Oh Mother what to do?
Go shopping again next week
Usher S520
PSB B25
Axiom M22 or M3v2
Energy R-C10
Some of these auditions are going to have to be with citizens like you and I as I find them.
Thanks to all for letting me ramble and I hope it’s a help to someone else.


----------



## nova (Apr 30, 2006)

*Re: the hunt for the perfect sub 1000.00 bookshelf for music.*

Hey Mike,
Sounds like you're having a good time out there auditioning speakers. I just wonder,... given your needs, have any of these speakers you have listened to been mounted on a wall like you plan on doing?
Mounting those B&W 685's on a wall will likely change their entire character, sound stage, imaging etc.


----------



## lcaillo (May 2, 2006)

*Re: the hunt for the perfect sub 1000.00 bookshelf for music.*

Why are you mounting them on the wall? Any of them would sound better away from the wall.


----------



## olddog (Dec 21, 2008)

*Re: the hunt for the perfect sub 1000.00 bookshelf for music.*



lcaillo said:


> Why are you mounting them on the wall? Any of them would sound better away from the wall.

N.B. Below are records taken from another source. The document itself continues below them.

//! Second stage: score shortlisted codes against the dense query.

use bpr_core::CandidateIndex;
use bpr_embeddings::{EmbeddingError, EmbeddingResult};

/// Re-rank a Hamming shortlist by `dense_query · unpack(code)`.
///
/// Each shortlisted code is reconstructed from `index` and compared in its
/// ±1 form. The sort is stable and descending, so equal scores keep their
/// shortlist order (ascending Hamming distance, then ascending id).
///
/// # Errors
/// - `Index(NotFound)` if a shortlisted id is no longer in the index
/// - `ShapeMismatch` if `dense_query` and the index disagree on width
pub fn rerank<I>(
    dense_query: &[f32],
    shortlist: &[(u64, u32)],
    index: &I,
) -> EmbeddingResult<Vec<(u64, f32)>>
where
    I: CandidateIndex + ?Sized,
{
    let mut scored = Vec::with_capacity(shortlist.len());
    for &(id, _) in shortlist {
        let code = index.reconstruct(id)?;
        let score = code
            .signed_dot(dense_query)
            .ok_or_else(|| EmbeddingError::shape("dense query width", code.bits(), dense_query.len()))?;
        scored.push((id, score));
    }
    scored.sort_by(|a, b| b.1.total_cmp(&a.1));
    Ok(scored)
}

#[cfg(test)]
mod tests {
    use super::*;
    use bpr_core::{BinaryCode, FlatHammingIndex};

    fn index() -> FlatHammingIndex {
        let mut index = FlatHammingIndex::new(4).unwrap();
        for (id, signs) in [
            (10u64, [1.0f32, 1.0, -1.0, -1.0]),
            (11, [1.0, -1.0, 1.0, -1.0]),
            (12, [-1.0, -1.0, 1.0, 1.0]),
        ] {
            index.insert(id, &BinaryCode::from_signs(&signs)).unwrap();
        }
        index
    }

    #[test]
    fn test_orders_by_dense_score() {
        let dense = [0.0f32, 0.0, 1.0, 1.0];
        let shortlist = [(10, 0), (11, 2), (12, 4)];
        let ranked = rerank(&dense, &shortlist, &index()).unwrap();
        let ids: Vec<u64> = ranked.iter().map(|(id, _)| *id).collect();
        assert_eq!(ids, vec![12, 11, 10]);
        assert_eq!(ranked[0].1, 2.0);
        assert_eq!(ranked[2].1, -2.0);
    }

    #[test]
    fn test_ties_keep_shortlist_order() {
        // Scores: id 10 → 0, id 11 → 0, id 12 → 0.
        let dense = [1.0f32, 1.0, 1.0, 1.0];
        let shortlist = [(12, 0), (10, 1), (11, 1)];
        let ranked = rerank(&dense, &shortlist, &index()).unwrap();
        let ids: Vec<u64> = ranked.iter().map(|(id, _)| *id).collect();
        assert_eq!(ids, vec![12, 10, 11]);
    }

    #[test]
    fn test_width_mismatch() {
        let err = rerank(&[1.0, 2.0], &[(10, 0)], &index()).unwrap_err();
        assert!(matches!(err, EmbeddingError::ShapeMismatch { .. }), "got {:?}", err);
    }

    #[test]
    fn test_missing_id() {
        let err = rerank(&[0.0; 4], &[(99, 0)], &index()).unwrap_err();
        assert!(matches!(err, EmbeddingError::Index(_)), "got {:?}", err);
    }
}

You know I get asked that question a lot .I have a set of Warfdale floor towers 30" tall 2ft from the wall now and these will be mounted just above. I guess I could build a stand or weld one together to go behind but I don't see much difference space wise with either solution. The 52"DLP and shelf it sits on along with the 2 subs take the rest of the room on the wall. Yes I have made sure to position the audition speakers against the wall for the test. Except for the LSI9 and I believe in retrospect that was a mistake (This country boy was foot tired and weary and ready to go home) as it does have a small rear port I discoverd in researching it's specs after getting back.


----------



## salvasol (Oct 31, 2006)

*Re: the hunt for the perfect sub 1000.00 bookshelf for music.*



olddog said:


> I have a set of Warfdale floor towers 30" tall 2ft from the wall now and these will be mounted just above. I guess I could build a stand or weld one together to go behind


What about using the floorstanders as stands for the new speakers??? :whistling:

Also, is there any way you can audition the speaker at home instead of at the shop???...I think it will be fantastic :yes:


----------



## olddog (Dec 21, 2008)

*Re: the hunt for the perfect sub 1000.00 bookshelf for music.*

Vibration I would think. I live way out in the country,25 miles for a loaf of bread or TP.


----------



## nova (Apr 30, 2006)

*Re: the hunt for the perfect sub 1000.00 bookshelf for music.*

Ok,... so what about the Warfdales? You may want to consider upgrading them instead of mounting an additional set of bookshelf's on the wall above them ?


----------



## olddog (Dec 21, 2008)

*Re: the hunt for the perfect sub 1000.00 bookshelf for music.*

That has been a thought but I really do like the HT experience with the rear loaded mid and separate rear loaded tweeter horns with 2 Kevlar 6-1/2" woofers all the way around with matching center. Perhaps the bookshelves will one day be my surrounds when the kids all move out and I will send them off with the Wharfdales. But then again I thought they had moved out when they got married, instead they gave me 4 Grand kids and moved back in. Maybe I should forget the speakers and get a second bathroom instead


----------



## JCD (Apr 20, 2006)

*Re: the hunt for the perfect sub 1000.00 bookshelf for music.*



olddog said:


> Vibration I would think. I live way out in the country,25 miles for a loaf of bread or TP.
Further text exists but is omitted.